=== Entries shown ===
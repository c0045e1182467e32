//! 测试站启动流程
//!
//! 加载配置、初始化日志、选择部件与测试流程、连接模拟设备，
//! 先做夹具检验再运行一次完整作业，最后断开设备。

use crate::interfaces::ConsoleView;
use crate::logging::{init_logger, LoggerConfig};
use crate::models::{TaskState, UserVerdict};
use crate::procedures::{self, gui_test};
use crate::services::{DisplayLoop, EquipmentRegistry, EventBridge, SimulatedEquipment};
use crate::utils::config::{get_global_config, init_global_config, scan_part_configs, PartConfig};
use crate::utils::error::{AppError, AppResult};
use clap::Parser;
use std::path::PathBuf;
use log::{info, warn};

/// 命令行选项
#[derive(Parser, Debug, Clone, Default, PartialEq, Eq)]
#[command(name = "commissioning-station")]
#[command(about = "Runs the fixture verify and one commissioning job for a part")]
#[command(version)]
pub struct StationOptions {
    /// 测试站配置文件（JSON）
    #[arg(long = "config")]
    pub config_path: Option<PathBuf>,

    /// 部件配置名（`config/<name>.ini`）
    #[arg(long)]
    pub part: Option<String>,

    /// 自动回复人工判定
    #[arg(long = "auto", value_enum)]
    pub auto_verdict: Option<UserVerdict>,

    /// 0 = English，1 = 简体中文
    #[arg(long = "lang", default_value_t = 0)]
    pub lang_idx: usize,

    #[arg(long)]
    pub skip_verify: bool,
}

/// 没有任何部件配置文件时使用的演示部件
fn demo_part() -> PartConfig {
    PartConfig::new("demo")
        .with_var("partnum", "DEMO-0001")
        .with_var("opname", "ManufacturingEngineer")
        .with_procedure(gui_test::NAME)
}

fn select_part(dir: &std::path::Path, requested: Option<&str>) -> AppResult<PartConfig> {
    let parts = match scan_part_configs(dir) {
        Ok(parts) => parts,
        Err(e) => {
            warn!("[Station] 读取部件配置目录失败，使用演示部件: {}", e);
            Default::default()
        }
    };

    match requested {
        Some(name) => parts
            .get(name)
            .cloned()
            .ok_or_else(|| AppError::not_found_error("PartConfig", format!("找不到部件配置: {}", name))),
        None => Ok(parts.into_values().next().unwrap_or_else(demo_part)),
    }
}

/// 运行一次测试作业，返回作业结论
pub async fn run(options: StationOptions) -> AppResult<bool> {
    init_global_config(options.config_path.clone()).await?;
    let config = get_global_config()?;
    init_logger(&LoggerConfig::try_from(&config.logging_config)?);
    info!("🚀 {} 启动", config.station.version_string());

    let part = select_part(&config.station.part_config_dir, options.part.as_deref())?;
    info!("[Station] 部件: {} ({})", part.name, part.part_number());

    let equipment = EquipmentRegistry::new();
    for (key, eq) in SimulatedEquipment::demo_station() {
        equipment.register(key, eq);
    }

    let (bridge, receiver) = EventBridge::new();
    let procedure = procedures::create_procedure(part, bridge, equipment, &config.station)?;

    println!("{}", procedure.title());
    let view = ConsoleView::new(procedure.get_tests(), options.lang_idx)
        .with_auto_verdict(options.auto_verdict);
    view.print_test_list();
    let display = tokio::spawn(DisplayLoop::new(view, receiver, config.station.display_poll_interval()).run());

    if !options.skip_verify {
        let verify = procedure.verify_start().await?;
        verify
            .await
            .map_err(|e| AppError::concurrency_error(format!("夹具检验任务异常退出: {}", e)))?;
    }

    if let Err(failure) = procedure.test_start().await {
        display.abort();
        procedure.disconnect_equipment().await;
        return Err(failure.into());
    }

    let view = display
        .await
        .map_err(|e| AppError::concurrency_error(format!("显示循环异常退出: {}", e)))?;
    procedure.disconnect_equipment().await;

    if view.verify_state() == Some(TaskState::Fail) {
        warn!("[Station] 夹具检验未通过");
    }
    if let Some(path) = procedure.log_file_path() {
        println!("Log: {}", path.display());
    }
    Ok(view.verdict().unwrap_or(false))
}

#[cfg(test)]
mod tests {
    use super::*;

    fn parse(list: &[&str]) -> Result<StationOptions, clap::Error> {
        StationOptions::try_parse_from(std::iter::once("commissioning-station").chain(list.iter().copied()))
    }

    #[test]
    fn test_parse_options() {
        let options = parse(&[
            "--config", "cfg.json", "--part", "1234", "--auto", "fail", "--lang", "1", "--skip-verify",
        ])
        .unwrap();
        assert_eq!(options.config_path, Some(PathBuf::from("cfg.json")));
        assert_eq!(options.part.as_deref(), Some("1234"));
        assert_eq!(options.auto_verdict, Some(UserVerdict::Fail));
        assert_eq!(options.lang_idx, 1);
        assert!(options.skip_verify);
    }

    #[test]
    fn test_parse_options_defaults() {
        assert_eq!(parse(&[]).unwrap(), StationOptions::default());
    }

    #[test]
    fn test_parse_options_rejects_unknown_and_missing_values() {
        assert!(parse(&["--bogus"]).is_err());
        assert!(parse(&["--part"]).is_err());
        assert!(parse(&["--lang", "x"]).is_err());
        assert!(parse(&["--auto", "maybe"]).is_err());
    }

    #[test]
    fn test_select_part_falls_back_to_demo() {
        let dir = tempfile::TempDir::new().unwrap();
        let part = select_part(dir.path(), None).unwrap();
        assert_eq!(part.part_number(), "DEMO-0001");
        assert!(select_part(dir.path(), Some("missing")).is_err());
    }

    #[test]
    fn test_select_part_reads_ini() {
        let dir = tempfile::TempDir::new().unwrap();
        std::fs::write(
            dir.path().join("1234.ini"),
            "[uservars]\npartnum = 1234-5678\n\n[procedure]\ncommissioning = selftest\n",
        )
        .unwrap();
        let part = select_part(dir.path(), Some("1234")).unwrap();
        assert_eq!(part.part_number(), "1234-5678");
        assert_eq!(part.procedure.as_deref(), Some("selftest"));
    }
}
===
All the records shown above need to be given again exactly.

repository c0045e1182467e32
//! 测试站启动流程
//!
//! 加载配置、初始化日志、选择部件与测试流程、连接模拟设备，
//! 先做夹具检验再运行一次完整作业，最后断开设备。

use crate::interfaces::ConsoleView;
use crate::logging::{init_logger, LoggerConfig};
use crate::models::{TaskState, UserVerdict};
use crate::procedures::{self, gui_test};
use crate::services::{DisplayLoop, EquipmentRegistry, EventBridge, SimulatedEquipment};
use crate::utils::config::{get_global_config, init_global_config, scan_part_configs, PartConfig};
use crate::utils::error::{AppError, AppResult};
use clap::Parser;
use std::path::PathBuf;
use log::{info, warn};

/// 命令行选项
#[derive(Parser, Debug, Clone, Default, PartialEq, Eq)]
#[command(name = "commissioning-station")]
#[command(about = "Runs the fixture verify and one commissioning job for a part")]
#[command(version)]
pub struct StationOptions {
    /// 测试站配置文件（JSON）
    #[arg(long = "config")]
    pub config_path: Option<PathBuf>,

    /// 部件配置名（`config/<name>.ini`）
    #[arg(long)]
    pub part: Option<String>,

    /// 自动回复人工判定
    #[arg(long = "auto", value_enum)]
    pub auto_verdict: Option<UserVerdict>,

    /// 0 = English，1 = 简体中文
    #[arg(long = "lang", default_value_t = 0)]
    pub lang_idx: usize,

    #[arg(long)]
    pub skip_verify: bool,
}

/// 没有任何部件配置文件时使用的演示部件
fn demo_part() -> PartConfig {
    PartConfig::new("demo")
        .with_var("partnum", "DEMO-0001")
        .with_var("opname", "ManufacturingEngineer")
        .with_procedure(gui_test::NAME)
}

fn select_part(dir: &std::path::Path, requested: Option<&str>) -> AppResult<PartConfig> {
    let parts = match scan_part_configs(dir) {
        Ok(parts) => parts,
        Err(e) => {
            warn!("[Station] 读取部件配置目录失败，使用演示部件: {}", e);
            Default::default()
        }
    };

    match requested {
        Some(name) => parts
            .get(name)
            .cloned()
            .ok_or_else(|| AppError::not_found_error("PartConfig", format!("找不到部件配置: {}", name))),
        None => Ok(parts.into_values().next().unwrap_or_else(demo_part)),
    }
}

/// 运行一次测试作业，返回作业结论
pub async fn run(options: StationOptions) -> AppResult<bool> {
    init_global_config(options.config_path.clone()).await?;
    let config = get_global_config()?;
    init_logger(&LoggerConfig::try_from(&config.logging_config)?);
    info!("🚀 {} 启动", config.station.version_string());

    let part = select_part(&config.station.part_config_dir, options.part.as_deref())?;
    info!("[Station] 部件: {} ({})", part.name, part.part_number());

    let equipment = EquipmentRegistry::new();
    for (key, eq) in SimulatedEquipment::demo_station() {
        equipment.register(key, eq);
    }

    let (bridge, receiver) = EventBridge::new();
    let procedure = procedures::create_procedure(part, bridge, equipment, &config.station)?;

    println!("{}", procedure.title());
    let view = ConsoleView::new(procedure.get_tests(), options.lang_idx)
        .with_auto_verdict(options.auto_verdict);
    view.print_test_list();
    let display = tokio::spawn(DisplayLoop::new(view, receiver, config.station.display_poll_interval()).run());

    if !options.skip_verify {
        let verify = procedure.verify_start().await?;
        verify
            .await
            .map_err(|e| AppError::concurrency_error(format!("夹具检验任务异常退出: {}", e)))?;
    }

    if let Err(failure) = procedure.test_start().await {
        display.abort();
        procedure.disconnect_equipment().await;
        return Err(failure.into());
    }

    let view = display
        .await
        .map_err(|e| AppError::concurrency_error(format!("显示循环异常退出: {}", e)))?;
    procedure.disconnect_equipment().await;

    if view.verify_state() == Some(TaskState::Fail) {
        warn!("[Station] 夹具检验未通过");
    }
    if let Some(path) = procedure.log_file_path() {
        println!("Log: {}", path.display());
    }
    Ok(view.verdict().unwrap_or(false))
}

#[cfg(test)]
mod tests {
    use super::*;

    fn parse(list: &[&str]) -> Result<StationOptions, clap::Error> {
        StationOptions::try_parse_from(std::iter::once("commissioning-station").chain(list.iter().copied()))
    }

    #[test]
    fn test_parse_options() {
        let options = parse(&[
            "--config", "cfg.json", "--part", "1234", "--auto", "fail", "--lang", "1", "--skip-verify",
        ])
        .unwrap();
        assert_eq!(options.config_path, Some(PathBuf::from("cfg.json")));
        assert_eq!(options.part.as_deref(), Some("1234"));
        assert_eq!(options.auto_verdict, Some(UserVerdict::Fail));
        assert_eq!(options.lang_idx, 1);
        assert!(options.skip_verify);
    }

    #[test]
    fn test_parse_options_defaults() {
        assert_eq!(parse(&[]).unwrap(), StationOptions::default());
    }

    #[test]
    fn test_parse_options_rejects_unknown_and_missing_values() {
        assert!(parse(&["--bogus"]).is_err());
        assert!(parse(&["--part"]).is_err());
        assert!(parse(&["--lang", "x"]).is_err());
        assert!(parse(&["--auto", "maybe"]).is_err());
    }

    #[test]
    fn test_select_part_falls_back_to_demo() {
        let dir = tempfile::TempDir::new().unwrap();
        let part = select_part(dir.path(), None).unwrap();
        assert_eq!(part.part_number(), "DEMO-0001");
        assert!(select_part(dir.path(), Some("missing")).is_err());
    }

    #[test]
    fn test_select_part_reads_ini() {
        let dir = tempfile::TempDir::new().unwrap();
        std::fs::write(
            dir.path().join("1234.ini"),
            "[uservars]\npartnum = 1234-5678\n\n[procedure]\ncommissioning = selftest\n",
        )
        .unwrap();
        let part = select_part(dir.path(), Some("1234")).unwrap();
        assert_eq!(part.part_number(), "1234-5678");
        assert_eq!(part.procedure.as_deref(), Some("selftest"));
    }
}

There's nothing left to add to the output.